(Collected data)
########
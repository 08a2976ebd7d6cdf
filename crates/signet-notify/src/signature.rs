//! HMAC signing and verification for webhook payloads.
//!
//! Signatures are HMAC-SHA256 over the exact outbound byte sequence with a
//! UTF-8-encoded shared secret. The historical wire rendering is uppercase
//! hyphen-delimited hex (`AB-CD-...`); deployments without legacy receivers
//! can select plain lowercase hex. Verification is symmetric, constant-time,
//! and fails closed on any malformed input.

use hmac::{Hmac, Mac};
use serde::{Deserialize, Serialize};
use sha2::Sha256;

type HmacSha256 = Hmac<Sha256>;

/// Rendering of the HMAC digest on the wire.
///
/// Part of the wire contract: sender and receiver must agree, though
/// [`verify`] accepts either rendering of a valid digest.
#[derive(Debug, Clone, Copy, PartialEq, Eq, Serialize, Deserialize)]
pub enum SignatureEncoding {
    /// Uppercase hyphen-delimited hex, e.g. `8F-1A-...`.
    ///
    /// The historical wire default; preserve it when interoperating with
    /// existing receivers.
    HyphenatedUpper,

    /// Plain lowercase hex.
    Hex,
}

/// Signs a payload body with the shared secret.
///
/// Computes HMAC-SHA256 over `body` and renders the digest per `encoding`.
/// Signing an empty body or with an empty secret is permitted; whether an
/// absent secret means "unsigned delivery" is the caller's policy.
pub fn sign(body: &[u8], secret: &str, encoding: SignatureEncoding) -> String {
    let digest = compute_digest(body, secret);
    match encoding {
        SignatureEncoding::HyphenatedUpper => encode_hyphenated(&digest),
        SignatureEncoding::Hex => hex::encode(digest),
    }
}

/// Verifies a signature against a payload body and shared secret.
///
/// Accepts either wire rendering of the digest. Returns `false` for any
/// malformed signature input (wrong length, non-hex characters) rather
/// than erroring; missing-secret and missing-signature conditions are
/// policy errors handled by the receiver, not here.
pub fn verify(body: &[u8], signature: &str, secret: &str) -> bool {
    let Some(presented) = decode_signature(signature) else {
        return false;
    };
    let expected = compute_digest(body, secret);

    constant_time_eq(&presented, &expected)
}

fn compute_digest(body: &[u8], secret: &str) -> [u8; 32] {
    let mut mac =
        HmacSha256::new_from_slice(secret.as_bytes()).expect("HMAC accepts any key length");
    mac.update(body);
    mac.finalize().into_bytes().into()
}

fn encode_hyphenated(digest: &[u8]) -> String {
    let mut out = String::with_capacity(digest.len() * 3);
    for (i, byte) in digest.iter().enumerate() {
        if i > 0 {
            out.push('-');
        }
        out.push_str(&format!("{byte:02X}"));
    }
    out
}

/// Decodes a presented signature in either wire rendering.
///
/// Returns `None` on any malformation: verification fails closed.
fn decode_signature(signature: &str) -> Option<[u8; 32]> {
    let compact: String = signature.chars().filter(|c| *c != '-').collect();
    let bytes = hex::decode(compact.to_ascii_lowercase()).ok()?;
    bytes.try_into().ok()
}

/// Constant-time digest comparison to prevent timing attacks.
fn constant_time_eq(a: &[u8; 32], b: &[u8; 32]) -> bool {
    let mut result = 0u8;
    for (x, y) in a.iter().zip(b.iter()) {
        result |= x ^ y;
    }
    result == 0
}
########
Write out each entry again, character for character.

repository 08a2976ebd7d6cdf
filename crates/signet-notify/src/signature.rs
//! HMAC signing and verification for webhook payloads.
//!
//! Signatures are HMAC-SHA256 over the exact outbound byte sequence with a
//! UTF-8-encoded shared secret. The historical wire rendering is uppercase
//! hyphen-delimited hex (`AB-CD-...`); deployments without legacy receivers
//! can select plain lowercase hex. Verification is symmetric, constant-time,
//! and fails closed on any malformed input.

use hmac::{Hmac, Mac};
use serde::{Deserialize, Serialize};
use sha2::Sha256;

type HmacSha256 = Hmac<Sha256>;

/// Rendering of the HMAC digest on the wire.
///
/// Part of the wire contract: sender and receiver must agree, though
/// [`verify`] accepts either rendering of a valid digest.
#[derive(Debug, Clone, Copy, PartialEq, Eq, Serialize, Deserialize)]
pub enum SignatureEncoding {
    /// Uppercase hyphen-delimited hex, e.g. `8F-1A-...`.
    ///
    /// The historical wire default; preserve it when interoperating with
    /// existing receivers.
    HyphenatedUpper,

    /// Plain lowercase hex.
    Hex,
}

/// Signs a payload body with the shared secret.
///
/// Computes HMAC-SHA256 over `body` and renders the digest per `encoding`.
/// Signing an empty body or with an empty secret is permitted; whether an
/// absent secret means "unsigned delivery" is the caller's policy.
pub fn sign(body: &[u8], secret: &str, encoding: SignatureEncoding) -> String {
    let digest = compute_digest(body, secret);
    match encoding {
        SignatureEncoding::HyphenatedUpper => encode_hyphenated(&digest),
        SignatureEncoding::Hex => hex::encode(digest),
    }
}

/// Verifies a signature against a payload body and shared secret.
///
/// Accepts either wire rendering of the digest. Returns `false` for any
/// malformed signature input (wrong length, non-hex characters) rather
/// than erroring; missing-secret and missing-signature conditions are
/// policy errors handled by the receiver, not here.
pub fn verify(body: &[u8], signature: &str, secret: &str) -> bool {
    let Some(presented) = decode_signature(signature) else {
        return false;
    };
    let expected = compute_digest(body, secret);

    constant_time_eq(&presented, &expected)
}

fn compute_digest(body: &[u8], secret: &str) -> [u8; 32] {
    let mut mac =
        HmacSha256::new_from_slice(secret.as_bytes()).expect("HMAC accepts any key length");
    mac.update(body);
    mac.finalize().into_bytes().into()
}

fn encode_hyphenated(digest: &[u8]) -> String {
    let mut out = String::with_capacity(digest.len() * 3);
    for (i, byte) in digest.iter().enumerate() {
        if i > 0 {
            out.push('-');
        }
        out.push_str(&format!("{byte:02X}"));
    }
    out
}

/// Decodes a presented signature in either wire rendering.
///
/// Returns `None` on any malformation: verification fails closed.
fn decode_signature(signature: &str) -> Option<[u8; 32]> {
    let compact: String = signature.chars().filter(|c| *c != '-').collect();
    let bytes = hex::decode(compact.to_ascii_lowercase()).ok()?;
    bytes.try_into().ok()
}

/// Constant-time digest comparison to prevent timing attacks.
fn constant_time_eq(a: &[u8; 32], b: &[u8; 32]) -> bool {
    let mut result = 0u8;
    for (x, y) in a.iter().zip(b.iter()) {
        result |= x ^ y;
    }
    result == 0
}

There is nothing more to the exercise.